◆ TO DO:
For the records below, work out the number of lines holding "enumerate" and reply with only that.

[Source data]

'''

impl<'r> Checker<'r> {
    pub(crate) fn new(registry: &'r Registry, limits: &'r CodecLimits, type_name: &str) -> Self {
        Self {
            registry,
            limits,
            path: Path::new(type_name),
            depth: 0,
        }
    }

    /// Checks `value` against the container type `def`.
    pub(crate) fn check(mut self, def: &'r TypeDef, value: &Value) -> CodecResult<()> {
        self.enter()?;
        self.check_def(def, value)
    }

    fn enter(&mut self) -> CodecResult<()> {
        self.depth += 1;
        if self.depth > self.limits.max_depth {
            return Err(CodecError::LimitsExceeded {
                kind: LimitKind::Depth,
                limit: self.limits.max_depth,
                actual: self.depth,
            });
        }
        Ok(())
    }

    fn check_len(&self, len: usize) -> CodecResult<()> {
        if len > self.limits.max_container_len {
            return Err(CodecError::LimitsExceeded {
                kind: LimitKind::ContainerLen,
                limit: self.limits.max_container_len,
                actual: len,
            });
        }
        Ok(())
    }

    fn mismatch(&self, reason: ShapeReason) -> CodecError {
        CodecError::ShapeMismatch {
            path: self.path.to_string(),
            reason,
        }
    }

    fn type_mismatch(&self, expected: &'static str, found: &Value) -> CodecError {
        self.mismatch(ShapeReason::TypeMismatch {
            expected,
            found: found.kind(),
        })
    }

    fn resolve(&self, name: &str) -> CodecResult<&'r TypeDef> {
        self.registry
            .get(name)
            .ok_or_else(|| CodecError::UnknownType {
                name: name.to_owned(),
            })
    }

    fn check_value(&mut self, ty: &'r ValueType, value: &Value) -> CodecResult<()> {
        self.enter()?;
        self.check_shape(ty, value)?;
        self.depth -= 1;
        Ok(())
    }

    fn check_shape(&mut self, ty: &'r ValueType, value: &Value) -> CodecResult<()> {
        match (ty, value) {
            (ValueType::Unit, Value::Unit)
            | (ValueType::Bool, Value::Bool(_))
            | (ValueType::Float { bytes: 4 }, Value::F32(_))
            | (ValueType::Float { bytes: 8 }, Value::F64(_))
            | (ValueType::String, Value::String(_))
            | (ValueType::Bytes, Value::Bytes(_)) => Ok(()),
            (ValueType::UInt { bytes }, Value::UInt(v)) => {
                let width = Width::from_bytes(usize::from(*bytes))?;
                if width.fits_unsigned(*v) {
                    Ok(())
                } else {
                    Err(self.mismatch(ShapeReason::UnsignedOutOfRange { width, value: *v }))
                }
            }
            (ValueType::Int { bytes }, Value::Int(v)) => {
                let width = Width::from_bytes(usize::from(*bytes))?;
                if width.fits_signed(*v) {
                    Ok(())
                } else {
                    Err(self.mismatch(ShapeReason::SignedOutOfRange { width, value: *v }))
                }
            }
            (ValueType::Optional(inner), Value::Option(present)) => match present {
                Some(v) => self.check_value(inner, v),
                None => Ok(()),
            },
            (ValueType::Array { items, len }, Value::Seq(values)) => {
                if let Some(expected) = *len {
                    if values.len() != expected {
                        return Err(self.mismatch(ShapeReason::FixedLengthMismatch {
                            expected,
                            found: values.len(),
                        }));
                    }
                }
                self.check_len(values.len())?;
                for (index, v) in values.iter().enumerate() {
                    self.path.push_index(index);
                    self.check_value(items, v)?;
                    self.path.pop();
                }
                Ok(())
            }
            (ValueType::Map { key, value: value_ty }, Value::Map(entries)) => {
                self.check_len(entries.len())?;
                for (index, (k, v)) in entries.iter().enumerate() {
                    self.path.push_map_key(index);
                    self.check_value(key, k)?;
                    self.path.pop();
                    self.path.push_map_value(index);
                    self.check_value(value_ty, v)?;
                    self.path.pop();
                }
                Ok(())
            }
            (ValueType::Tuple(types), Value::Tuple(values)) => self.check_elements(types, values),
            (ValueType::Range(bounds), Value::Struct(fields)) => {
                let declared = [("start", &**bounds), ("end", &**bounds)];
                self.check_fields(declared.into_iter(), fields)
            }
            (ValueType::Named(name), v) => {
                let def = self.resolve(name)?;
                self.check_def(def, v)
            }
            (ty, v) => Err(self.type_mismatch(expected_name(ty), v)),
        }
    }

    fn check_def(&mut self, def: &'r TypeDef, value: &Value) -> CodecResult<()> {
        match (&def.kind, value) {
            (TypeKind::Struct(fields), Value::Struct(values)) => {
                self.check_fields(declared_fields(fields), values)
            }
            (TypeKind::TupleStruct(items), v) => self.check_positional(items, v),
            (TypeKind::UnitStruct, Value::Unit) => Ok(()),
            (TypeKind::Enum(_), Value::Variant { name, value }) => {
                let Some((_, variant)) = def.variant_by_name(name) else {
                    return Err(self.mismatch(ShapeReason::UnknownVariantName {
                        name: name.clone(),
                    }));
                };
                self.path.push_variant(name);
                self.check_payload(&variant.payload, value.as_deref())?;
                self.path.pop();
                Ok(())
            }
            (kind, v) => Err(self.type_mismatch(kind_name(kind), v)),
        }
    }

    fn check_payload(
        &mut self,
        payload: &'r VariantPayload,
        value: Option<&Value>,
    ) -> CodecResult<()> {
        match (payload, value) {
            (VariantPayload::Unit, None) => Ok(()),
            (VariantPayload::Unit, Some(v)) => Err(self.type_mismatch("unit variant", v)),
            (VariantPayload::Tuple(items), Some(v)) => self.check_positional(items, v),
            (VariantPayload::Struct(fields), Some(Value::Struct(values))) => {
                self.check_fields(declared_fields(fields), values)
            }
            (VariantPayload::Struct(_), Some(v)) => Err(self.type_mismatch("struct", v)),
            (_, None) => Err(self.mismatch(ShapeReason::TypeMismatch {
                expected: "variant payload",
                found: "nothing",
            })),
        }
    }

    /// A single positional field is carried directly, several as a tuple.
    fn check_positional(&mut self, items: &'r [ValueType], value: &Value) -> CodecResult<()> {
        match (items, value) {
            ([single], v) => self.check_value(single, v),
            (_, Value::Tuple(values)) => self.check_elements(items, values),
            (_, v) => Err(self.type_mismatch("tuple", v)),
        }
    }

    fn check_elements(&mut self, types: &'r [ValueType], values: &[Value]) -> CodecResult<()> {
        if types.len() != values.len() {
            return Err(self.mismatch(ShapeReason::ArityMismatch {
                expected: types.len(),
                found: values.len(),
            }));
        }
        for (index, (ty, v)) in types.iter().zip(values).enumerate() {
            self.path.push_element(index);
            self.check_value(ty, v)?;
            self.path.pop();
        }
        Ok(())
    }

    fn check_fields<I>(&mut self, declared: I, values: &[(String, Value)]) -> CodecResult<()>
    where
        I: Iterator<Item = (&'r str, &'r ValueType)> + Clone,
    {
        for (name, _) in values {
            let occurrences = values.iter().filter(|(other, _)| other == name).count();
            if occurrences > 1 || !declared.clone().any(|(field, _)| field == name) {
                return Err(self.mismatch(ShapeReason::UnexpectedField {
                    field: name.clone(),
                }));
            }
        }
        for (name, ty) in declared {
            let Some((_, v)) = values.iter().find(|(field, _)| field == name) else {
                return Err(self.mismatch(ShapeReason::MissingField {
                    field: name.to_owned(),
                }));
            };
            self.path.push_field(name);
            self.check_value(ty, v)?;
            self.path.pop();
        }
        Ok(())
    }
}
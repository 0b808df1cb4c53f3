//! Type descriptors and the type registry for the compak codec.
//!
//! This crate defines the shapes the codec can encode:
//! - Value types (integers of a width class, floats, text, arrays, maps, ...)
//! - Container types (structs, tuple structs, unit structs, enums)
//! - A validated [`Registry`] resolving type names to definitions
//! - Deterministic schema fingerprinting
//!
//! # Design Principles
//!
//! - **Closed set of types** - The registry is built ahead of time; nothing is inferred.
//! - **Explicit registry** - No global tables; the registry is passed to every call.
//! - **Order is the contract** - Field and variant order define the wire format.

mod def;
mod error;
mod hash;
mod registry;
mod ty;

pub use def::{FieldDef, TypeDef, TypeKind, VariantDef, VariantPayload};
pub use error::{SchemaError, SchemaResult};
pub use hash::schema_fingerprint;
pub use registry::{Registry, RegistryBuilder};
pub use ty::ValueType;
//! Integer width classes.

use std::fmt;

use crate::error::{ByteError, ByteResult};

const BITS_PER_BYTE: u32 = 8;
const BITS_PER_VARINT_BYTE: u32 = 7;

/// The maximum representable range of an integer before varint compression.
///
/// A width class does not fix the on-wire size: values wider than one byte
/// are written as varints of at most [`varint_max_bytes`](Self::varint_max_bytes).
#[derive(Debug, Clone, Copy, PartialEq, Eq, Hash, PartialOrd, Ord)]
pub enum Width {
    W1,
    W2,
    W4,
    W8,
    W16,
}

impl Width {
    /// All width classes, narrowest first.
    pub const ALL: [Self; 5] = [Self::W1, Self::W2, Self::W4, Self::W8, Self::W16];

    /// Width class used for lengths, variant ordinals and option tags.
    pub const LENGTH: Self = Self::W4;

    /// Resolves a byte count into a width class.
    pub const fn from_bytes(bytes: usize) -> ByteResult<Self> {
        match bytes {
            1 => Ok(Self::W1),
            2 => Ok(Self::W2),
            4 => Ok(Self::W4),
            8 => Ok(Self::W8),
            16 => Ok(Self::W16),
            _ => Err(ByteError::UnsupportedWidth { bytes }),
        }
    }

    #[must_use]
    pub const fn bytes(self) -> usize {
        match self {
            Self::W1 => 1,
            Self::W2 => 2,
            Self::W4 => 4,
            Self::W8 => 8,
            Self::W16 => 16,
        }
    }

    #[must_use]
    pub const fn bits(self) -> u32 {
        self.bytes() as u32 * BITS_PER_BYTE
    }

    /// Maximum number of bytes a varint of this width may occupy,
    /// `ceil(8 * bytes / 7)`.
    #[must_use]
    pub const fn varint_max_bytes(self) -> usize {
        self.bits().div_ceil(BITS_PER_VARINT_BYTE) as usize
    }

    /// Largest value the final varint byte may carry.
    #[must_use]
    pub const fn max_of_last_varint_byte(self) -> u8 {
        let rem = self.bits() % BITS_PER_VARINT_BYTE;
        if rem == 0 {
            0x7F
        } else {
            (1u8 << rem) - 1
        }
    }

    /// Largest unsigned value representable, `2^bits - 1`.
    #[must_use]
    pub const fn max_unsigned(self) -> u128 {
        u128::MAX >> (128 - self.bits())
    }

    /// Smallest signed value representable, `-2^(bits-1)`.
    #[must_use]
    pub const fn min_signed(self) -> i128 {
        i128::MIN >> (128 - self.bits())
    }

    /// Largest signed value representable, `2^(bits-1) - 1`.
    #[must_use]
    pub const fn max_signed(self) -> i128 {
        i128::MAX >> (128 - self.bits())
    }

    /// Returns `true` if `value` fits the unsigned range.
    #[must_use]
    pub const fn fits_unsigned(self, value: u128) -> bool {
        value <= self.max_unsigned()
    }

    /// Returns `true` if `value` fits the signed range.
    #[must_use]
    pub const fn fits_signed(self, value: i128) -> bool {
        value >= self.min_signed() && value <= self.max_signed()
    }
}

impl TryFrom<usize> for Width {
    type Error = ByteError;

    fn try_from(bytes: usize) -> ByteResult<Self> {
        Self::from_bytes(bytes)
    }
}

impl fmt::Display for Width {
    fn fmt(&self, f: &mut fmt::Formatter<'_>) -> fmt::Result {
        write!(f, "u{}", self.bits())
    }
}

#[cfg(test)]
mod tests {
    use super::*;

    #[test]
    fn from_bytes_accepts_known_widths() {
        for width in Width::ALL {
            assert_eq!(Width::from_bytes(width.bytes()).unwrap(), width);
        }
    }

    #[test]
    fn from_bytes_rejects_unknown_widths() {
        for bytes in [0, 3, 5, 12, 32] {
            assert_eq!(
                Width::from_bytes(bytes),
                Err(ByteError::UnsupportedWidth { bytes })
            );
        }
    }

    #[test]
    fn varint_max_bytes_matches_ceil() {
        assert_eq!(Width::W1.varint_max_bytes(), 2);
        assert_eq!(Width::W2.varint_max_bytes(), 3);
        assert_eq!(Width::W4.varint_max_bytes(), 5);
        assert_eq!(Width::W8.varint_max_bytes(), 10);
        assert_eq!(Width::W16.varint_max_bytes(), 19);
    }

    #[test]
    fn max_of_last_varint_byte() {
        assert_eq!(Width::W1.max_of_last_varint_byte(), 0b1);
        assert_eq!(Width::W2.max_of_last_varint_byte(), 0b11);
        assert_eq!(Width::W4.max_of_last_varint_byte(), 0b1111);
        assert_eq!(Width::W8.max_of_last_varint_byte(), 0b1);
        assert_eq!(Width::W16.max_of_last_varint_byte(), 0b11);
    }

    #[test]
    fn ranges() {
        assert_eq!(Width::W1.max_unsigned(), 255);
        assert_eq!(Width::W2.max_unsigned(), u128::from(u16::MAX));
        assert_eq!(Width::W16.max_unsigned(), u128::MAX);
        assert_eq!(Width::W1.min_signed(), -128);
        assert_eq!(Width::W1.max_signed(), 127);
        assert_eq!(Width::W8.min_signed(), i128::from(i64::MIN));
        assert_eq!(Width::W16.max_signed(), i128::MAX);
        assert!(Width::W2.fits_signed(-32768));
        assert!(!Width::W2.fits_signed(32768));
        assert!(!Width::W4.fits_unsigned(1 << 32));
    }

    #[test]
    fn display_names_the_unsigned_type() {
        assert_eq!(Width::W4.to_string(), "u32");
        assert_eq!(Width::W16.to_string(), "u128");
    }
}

'''

◆ RESULT:
3